> _THE TASK_
With nothing added or dropped, output every record below exactly.

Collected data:
*-*-*

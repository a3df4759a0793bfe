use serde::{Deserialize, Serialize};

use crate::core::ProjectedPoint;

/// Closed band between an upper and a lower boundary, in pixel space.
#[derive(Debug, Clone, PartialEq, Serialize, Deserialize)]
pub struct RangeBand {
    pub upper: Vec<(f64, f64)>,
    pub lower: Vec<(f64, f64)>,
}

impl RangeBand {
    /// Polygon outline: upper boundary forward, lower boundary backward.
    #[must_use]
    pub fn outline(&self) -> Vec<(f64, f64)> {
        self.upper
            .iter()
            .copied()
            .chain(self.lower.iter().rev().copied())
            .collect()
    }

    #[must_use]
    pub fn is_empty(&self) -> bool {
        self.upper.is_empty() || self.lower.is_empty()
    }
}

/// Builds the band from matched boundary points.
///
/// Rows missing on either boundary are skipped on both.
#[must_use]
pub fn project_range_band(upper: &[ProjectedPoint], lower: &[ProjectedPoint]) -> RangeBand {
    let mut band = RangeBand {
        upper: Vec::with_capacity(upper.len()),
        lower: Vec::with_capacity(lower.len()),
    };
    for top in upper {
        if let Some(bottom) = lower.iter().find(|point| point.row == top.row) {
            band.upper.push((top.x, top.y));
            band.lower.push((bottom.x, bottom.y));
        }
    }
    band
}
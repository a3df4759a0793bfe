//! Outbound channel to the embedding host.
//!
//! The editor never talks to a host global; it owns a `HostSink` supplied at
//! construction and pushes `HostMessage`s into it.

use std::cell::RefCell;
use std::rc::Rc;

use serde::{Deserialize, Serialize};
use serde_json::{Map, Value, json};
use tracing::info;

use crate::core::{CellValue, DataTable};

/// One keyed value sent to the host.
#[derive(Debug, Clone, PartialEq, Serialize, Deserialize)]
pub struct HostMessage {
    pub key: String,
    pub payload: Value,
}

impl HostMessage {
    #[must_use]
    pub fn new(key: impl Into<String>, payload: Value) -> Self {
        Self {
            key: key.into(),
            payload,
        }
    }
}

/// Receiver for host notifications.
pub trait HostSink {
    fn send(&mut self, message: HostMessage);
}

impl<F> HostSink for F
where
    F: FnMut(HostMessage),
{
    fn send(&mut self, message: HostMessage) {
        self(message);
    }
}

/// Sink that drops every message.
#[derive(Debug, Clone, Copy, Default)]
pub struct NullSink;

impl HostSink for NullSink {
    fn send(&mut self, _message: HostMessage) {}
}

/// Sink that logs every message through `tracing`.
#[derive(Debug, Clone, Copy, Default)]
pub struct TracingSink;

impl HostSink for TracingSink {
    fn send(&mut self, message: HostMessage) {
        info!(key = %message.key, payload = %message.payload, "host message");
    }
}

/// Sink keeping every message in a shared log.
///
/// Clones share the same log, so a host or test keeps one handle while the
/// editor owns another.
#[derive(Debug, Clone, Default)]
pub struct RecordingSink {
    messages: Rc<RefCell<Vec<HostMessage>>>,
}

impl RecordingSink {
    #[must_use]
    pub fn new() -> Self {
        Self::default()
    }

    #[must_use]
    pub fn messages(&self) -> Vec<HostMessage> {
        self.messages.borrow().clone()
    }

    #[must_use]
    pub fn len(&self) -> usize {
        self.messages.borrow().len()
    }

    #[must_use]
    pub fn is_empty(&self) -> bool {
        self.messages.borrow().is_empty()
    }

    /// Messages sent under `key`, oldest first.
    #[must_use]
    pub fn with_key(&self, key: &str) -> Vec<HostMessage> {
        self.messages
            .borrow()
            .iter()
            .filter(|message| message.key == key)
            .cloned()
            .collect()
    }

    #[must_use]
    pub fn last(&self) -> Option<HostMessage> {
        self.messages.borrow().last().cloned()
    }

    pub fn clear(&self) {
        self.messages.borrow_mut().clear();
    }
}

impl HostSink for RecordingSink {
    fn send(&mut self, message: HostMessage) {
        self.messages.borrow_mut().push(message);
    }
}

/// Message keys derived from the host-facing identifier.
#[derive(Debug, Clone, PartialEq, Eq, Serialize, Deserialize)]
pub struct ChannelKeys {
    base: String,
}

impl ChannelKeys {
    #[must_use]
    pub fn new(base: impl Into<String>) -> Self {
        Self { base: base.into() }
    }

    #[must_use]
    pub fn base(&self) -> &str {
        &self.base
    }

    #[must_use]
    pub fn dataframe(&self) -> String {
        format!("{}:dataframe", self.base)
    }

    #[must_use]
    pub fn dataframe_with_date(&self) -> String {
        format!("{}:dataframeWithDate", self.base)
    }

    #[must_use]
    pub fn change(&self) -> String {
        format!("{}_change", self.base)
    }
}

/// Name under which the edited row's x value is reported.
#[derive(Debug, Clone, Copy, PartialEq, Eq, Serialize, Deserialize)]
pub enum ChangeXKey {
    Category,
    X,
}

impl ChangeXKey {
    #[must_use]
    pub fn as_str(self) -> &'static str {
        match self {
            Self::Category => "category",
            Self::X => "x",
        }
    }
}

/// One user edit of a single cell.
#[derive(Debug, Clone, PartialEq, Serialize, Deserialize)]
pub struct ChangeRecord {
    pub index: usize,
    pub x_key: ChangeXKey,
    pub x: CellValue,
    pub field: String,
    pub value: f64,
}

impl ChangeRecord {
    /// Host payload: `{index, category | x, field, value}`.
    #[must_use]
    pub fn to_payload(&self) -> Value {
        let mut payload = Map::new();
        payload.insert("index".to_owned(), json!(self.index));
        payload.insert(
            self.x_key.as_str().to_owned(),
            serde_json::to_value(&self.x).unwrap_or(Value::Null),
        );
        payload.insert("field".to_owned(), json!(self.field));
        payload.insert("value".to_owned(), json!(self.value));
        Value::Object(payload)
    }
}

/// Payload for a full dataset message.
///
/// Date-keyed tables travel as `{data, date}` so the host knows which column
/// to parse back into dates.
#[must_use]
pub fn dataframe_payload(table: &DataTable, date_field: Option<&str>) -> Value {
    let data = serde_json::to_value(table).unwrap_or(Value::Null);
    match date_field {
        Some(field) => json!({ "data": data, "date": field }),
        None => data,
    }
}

*-*-*

> _REPLY_
repository a3df4759a0793bfe
use serde::{Deserialize, Serialize};

use crate::core::ProjectedPoint;

/// Closed band between an upper and a lower boundary, in pixel space.
#[derive(Debug, Clone, PartialEq, Serialize, Deserialize)]
pub struct RangeBand {
    pub upper: Vec<(f64, f64)>,
    pub lower: Vec<(f64, f64)>,
}

impl RangeBand {
    /// Polygon outline: upper boundary forward, lower boundary backward.
    #[must_use]
    pub fn outline(&self) -> Vec<(f64, f64)> {
        self.upper
            .iter()
            .copied()
            .chain(self.lower.iter().rev().copied())
            .collect()
    }

    #[must_use]
    pub fn is_empty(&self) -> bool {
        self.upper.is_empty() || self.lower.is_empty()
    }
}

/// Builds the band from matched boundary points.
///
/// Rows missing on either boundary are skipped on both.
#[must_use]
pub fn project_range_band(upper: &[ProjectedPoint], lower: &[ProjectedPoint]) -> RangeBand {
    let mut band = RangeBand {
        upper: Vec::with_capacity(upper.len()),
        lower: Vec::with_capacity(lower.len()),
    };
    for top in upper {
        if let Some(bottom) = lower.iter().find(|point| point.row == top.row) {
            band.upper.push((top.x, top.y));
            band.lower.push((bottom.x, bottom.y));
        }
    }
    band
}
repository a3df4759a0793bfe
//! Outbound channel to the embedding host.
//!
//! The editor never talks to a host global; it owns a `HostSink` supplied at
//! construction and pushes `HostMessage`s into it.

use std::cell::RefCell;
use std::rc::Rc;

use serde::{Deserialize, Serialize};
use serde_json::{Map, Value, json};
use tracing::info;

use crate::core::{CellValue, DataTable};

/// One keyed value sent to the host.
#[derive(Debug, Clone, PartialEq, Serialize, Deserialize)]
pub struct HostMessage {
    pub key: String,
    pub payload: Value,
}

impl HostMessage {
    #[must_use]
    pub fn new(key: impl Into<String>, payload: Value) -> Self {
        Self {
            key: key.into(),
            payload,
        }
    }
}

/// Receiver for host notifications.
pub trait HostSink {
    fn send(&mut self, message: HostMessage);
}

impl<F> HostSink for F
where
    F: FnMut(HostMessage),
{
    fn send(&mut self, message: HostMessage) {
        self(message);
    }
}

/// Sink that drops every message.
#[derive(Debug, Clone, Copy, Default)]
pub struct NullSink;

impl HostSink for NullSink {
    fn send(&mut self, _message: HostMessage) {}
}

/// Sink that logs every message through `tracing`.
#[derive(Debug, Clone, Copy, Default)]
pub struct TracingSink;

impl HostSink for TracingSink {
    fn send(&mut self, message: HostMessage) {
        info!(key = %message.key, payload = %message.payload, "host message");
    }
}

/// Sink keeping every message in a shared log.
///
/// Clones share the same log, so a host or test keeps one handle while the
/// editor owns another.
#[derive(Debug, Clone, Default)]
pub struct RecordingSink {
    messages: Rc<RefCell<Vec<HostMessage>>>,
}

impl RecordingSink {
    #[must_use]
    pub fn new() -> Self {
        Self::default()
    }

    #[must_use]
    pub fn messages(&self) -> Vec<HostMessage> {
        self.messages.borrow().clone()
    }

    #[must_use]
    pub fn len(&self) -> usize {
        self.messages.borrow().len()
    }

    #[must_use]
    pub fn is_empty(&self) -> bool {
        self.messages.borrow().is_empty()
    }

    /// Messages sent under `key`, oldest first.
    #[must_use]
    pub fn with_key(&self, key: &str) -> Vec<HostMessage> {
        self.messages
            .borrow()
            .iter()
            .filter(|message| message.key == key)
            .cloned()
            .collect()
    }

    #[must_use]
    pub fn last(&self) -> Option<HostMessage> {
        self.messages.borrow().last().cloned()
    }

    pub fn clear(&self) {
        self.messages.borrow_mut().clear();
    }
}

impl HostSink for RecordingSink {
    fn send(&mut self, message: HostMessage) {
        self.messages.borrow_mut().push(message);
    }
}

/// Message keys derived from the host-facing identifier.
#[derive(Debug, Clone, PartialEq, Eq, Serialize, Deserialize)]
pub struct ChannelKeys {
    base: String,
}

impl ChannelKeys {
    #[must_use]
    pub fn new(base: impl Into<String>) -> Self {
        Self { base: base.into() }
    }

    #[must_use]
    pub fn base(&self) -> &str {
        &self.base
    }

    #[must_use]
    pub fn dataframe(&self) -> String {
        format!("{}:dataframe", self.base)
    }

    #[must_use]
    pub fn dataframe_with_date(&self) -> String {
        format!("{}:dataframeWithDate", self.base)
    }

    #[must_use]
    pub fn change(&self) -> String {
        format!("{}_change", self.base)
    }
}

/// Name under which the edited row's x value is reported.
#[derive(Debug, Clone, Copy, PartialEq, Eq, Serialize, Deserialize)]
pub enum ChangeXKey {
    Category,
    X,
}

impl ChangeXKey {
    #[must_use]
    pub fn as_str(self) -> &'static str {
        match self {
            Self::Category => "category",
            Self::X => "x",
        }
    }
}

/// One user edit of a single cell.
#[derive(Debug, Clone, PartialEq, Serialize, Deserialize)]
pub struct ChangeRecord {
    pub index: usize,
    pub x_key: ChangeXKey,
    pub x: CellValue,
    pub field: String,
    pub value: f64,
}

impl ChangeRecord {
    /// Host payload: `{index, category | x, field, value}`.
    #[must_use]
    pub fn to_payload(&self) -> Value {
        let mut payload = Map::new();
        payload.insert("index".to_owned(), json!(self.index));
        payload.insert(
            self.x_key.as_str().to_owned(),
            serde_json::to_value(&self.x).unwrap_or(Value::Null),
        );
        payload.insert("field".to_owned(), json!(self.field));
        payload.insert("value".to_owned(), json!(self.value));
        Value::Object(payload)
    }
}

/// Payload for a full dataset message.
///
/// Date-keyed tables travel as `{data, date}` so the host knows which column
/// to parse back into dates.
#[must_use]
pub fn dataframe_payload(table: &DataTable, date_field: Option<&str>) -> Value {
    let data = serde_json::to_value(table).unwrap_or(Value::Null);
    match date_field {
        Some(field) => json!({ "data": data, "date": field }),
        None => data,
    }
}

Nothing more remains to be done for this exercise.